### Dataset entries
--
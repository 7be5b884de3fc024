//! # hikemap
//!
//! Viewport-aware clustering for a map of mountain hiking routes.
//!
//! Raw location records arrive in a projected planar coordinate system. They
//! are converted to geodetic coordinates, classified into administrative
//! regions and then clustered according to the map's zoom tier. A debounced
//! controller re-runs the clustering whenever the external map display
//! reports a viewport change.

pub mod core;
pub mod data;
pub mod input;
pub mod prelude;
#[cfg(feature = "tokio-runtime")]
pub mod runtime;
pub mod spatial;
pub mod traits;

pub use crate::core::constants;

// Re-export public API
pub use crate::core::{
    config::{MapViewOptions, ViewProfile},
    geo::{GeoBounds, GeoPoint, ProjectedPoint},
    viewport::{Viewport, ZoomTier},
};

pub use data::{
    conversion::{convert, ConversionError, Converter},
    geometry::{normalize, NormalizedGeometry, RawGeometry},
    records::{build_entities, parse_records, Entity, RawLocationRecord},
    region::{classify, Region},
};

pub use input::{
    controller::{ViewportController, TickOutcome},
    events::ViewportEvent,
};

pub use spatial::clustering::{Cluster, ClusterResult, ClusteringEngine, MarkerRequest};

pub use traits::{CenterCatalog, MapDisplay, RecordSource};

#[cfg(feature = "tokio-runtime")]
pub use runtime::{MapHandle, ViewportLoop};

/// Result type used throughout the library
pub type Result<T> = std::result::Result<T, MapError>;

pub type Error = MapError;

/// Common error types
#[derive(Debug, thiserror::Error)]
pub enum MapError {
    #[error("IO error: {0}")]
    Io(#[from] std::io::Error),

    #[cfg(feature = "http")]
    #[error("Network error: {0}")]
    Network(#[from] reqwest::Error),

    #[error("Serialization error: {0}")]
    Serialization(#[from] serde_json::Error),

    #[error("Configuration error: {0}")]
    Config(String),

    #[error("Source error: {0}")]
    Source(String),
}
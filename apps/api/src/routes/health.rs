use axum::{extract::State, Json};
use serde_json::{json, Value};

use crate::state::AppState;

/// GET /health
/// Returns a simple status object with service version and renderer chain.
pub async fn health_handler(State(state): State<AppState>) -> Json<Value> {
    Json(json!({
        "status": "ok",
        "version": env!("CARGO_PKG_VERSION"),
        "service": "cv-rewriter-api",
        "renderers": state.renderers,
    }))
}
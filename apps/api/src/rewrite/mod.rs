// Stage 2: Evaluation → rewritten HTML résumé → PDF.
// Markup is validated here before any rendering service is called.

pub mod document;
pub mod handlers;
pub mod models;
pub mod prompts;
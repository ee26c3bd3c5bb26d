use serde::{Deserialize, Serialize};

use crate::errors::AppError;

/// Request body for a résumé evaluation.
///
/// Required fields default to empty so that a missing field surfaces as
/// `InvalidRequest` from validation rather than as an extractor rejection.
#[derive(Debug, Clone, Default, Deserialize)]
#[serde(rename_all = "camelCase")]
pub struct EvaluationRequest {
    #[serde(default, alias = "jobRole")]
    pub role: String,
    #[serde(default, alias = "jobDescription")]
    pub role_description: Option<String>,
    #[serde(default, alias = "cvText")]
    pub resume_text: String,
}

impl EvaluationRequest {
    pub fn validate(&self) -> Result<(), AppError> {
        if self.role.trim().is_empty() || self.resume_text.trim().is_empty() {
            return Err(AppError::InvalidRequest(
                "Job role and CV text are required".to_string(),
            ));
        }
        Ok(())
    }

    /// The role description, if one was given and is not blank.
    pub fn role_description(&self) -> Option<&str> {
        non_blank(self.role_description.as_deref())
    }
}

/// Keywords from the target role found in, and missing from, the résumé.
#[derive(Debug, Clone, Default, PartialEq, Eq, Serialize, Deserialize)]
pub struct KeywordMatch {
    pub matched: Vec<String>,
    pub missing: Vec<String>,
}

/// Structured comparison between a résumé and a job role.
///
/// Only ever constructed through `parse_evaluation` or a validated rewrite
/// request, so both scores are within 0–100 and every list is present.
#[derive(Debug, Clone, PartialEq, Eq, Serialize, Deserialize)]
#[serde(rename_all = "camelCase")]
pub struct Evaluation {
    pub overall_score: u32,
    pub match_percentage: u32,
    pub strengths: Vec<String>,
    pub weaknesses: Vec<String>,
    pub missing_skills: Vec<String>,
    pub recommendations: Vec<String>,
    pub keyword_match: KeywordMatch,
    pub summary: String,
}

pub(crate) fn non_blank(value: Option<&str>) -> Option<&str> {
    value.map(str::trim).filter(|v| !v.is_empty())
}
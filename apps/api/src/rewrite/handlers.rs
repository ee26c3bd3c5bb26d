//! Axum route handler for the Rewrite API.

use axum::{
    extract::{rejection::JsonRejection, State},
    http::header,
    response::{IntoResponse, Response},
    Json,
};

use crate::errors::AppError;
use crate::rewrite::models::{RewriteBody, RewriteRequest};
use crate::state::AppState;

/// POST /api/v1/rewrite
///
/// Rewrites the CV for the role using a prior evaluation and returns the
/// rendered PDF as an attachment.
pub async fn handle_rewrite(
    State(state): State<AppState>,
    payload: Result<Json<RewriteBody>, JsonRejection>,
) -> Result<Response, AppError> {
    let Json(body) = payload.map_err(|e| AppError::InvalidRequest(e.body_text()))?;
    let request = RewriteRequest::try_from(body)?;

    let output = state.pipeline.rewrite(request).await?;

    let disposition = format!("attachment; filename=\"{}\"", output.filename);
    Ok((
        [
            (header::CONTENT_TYPE, output.document.media_type),
            (header::CONTENT_DISPOSITION, disposition),
        ],
        output.document.binary,
    )
        .into_response())
}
--
Please return all lines from the records that hold the word "handlers".

### Finished exercise
pub mod handlers;
filename apps/api/src/rewrite/handlers.rs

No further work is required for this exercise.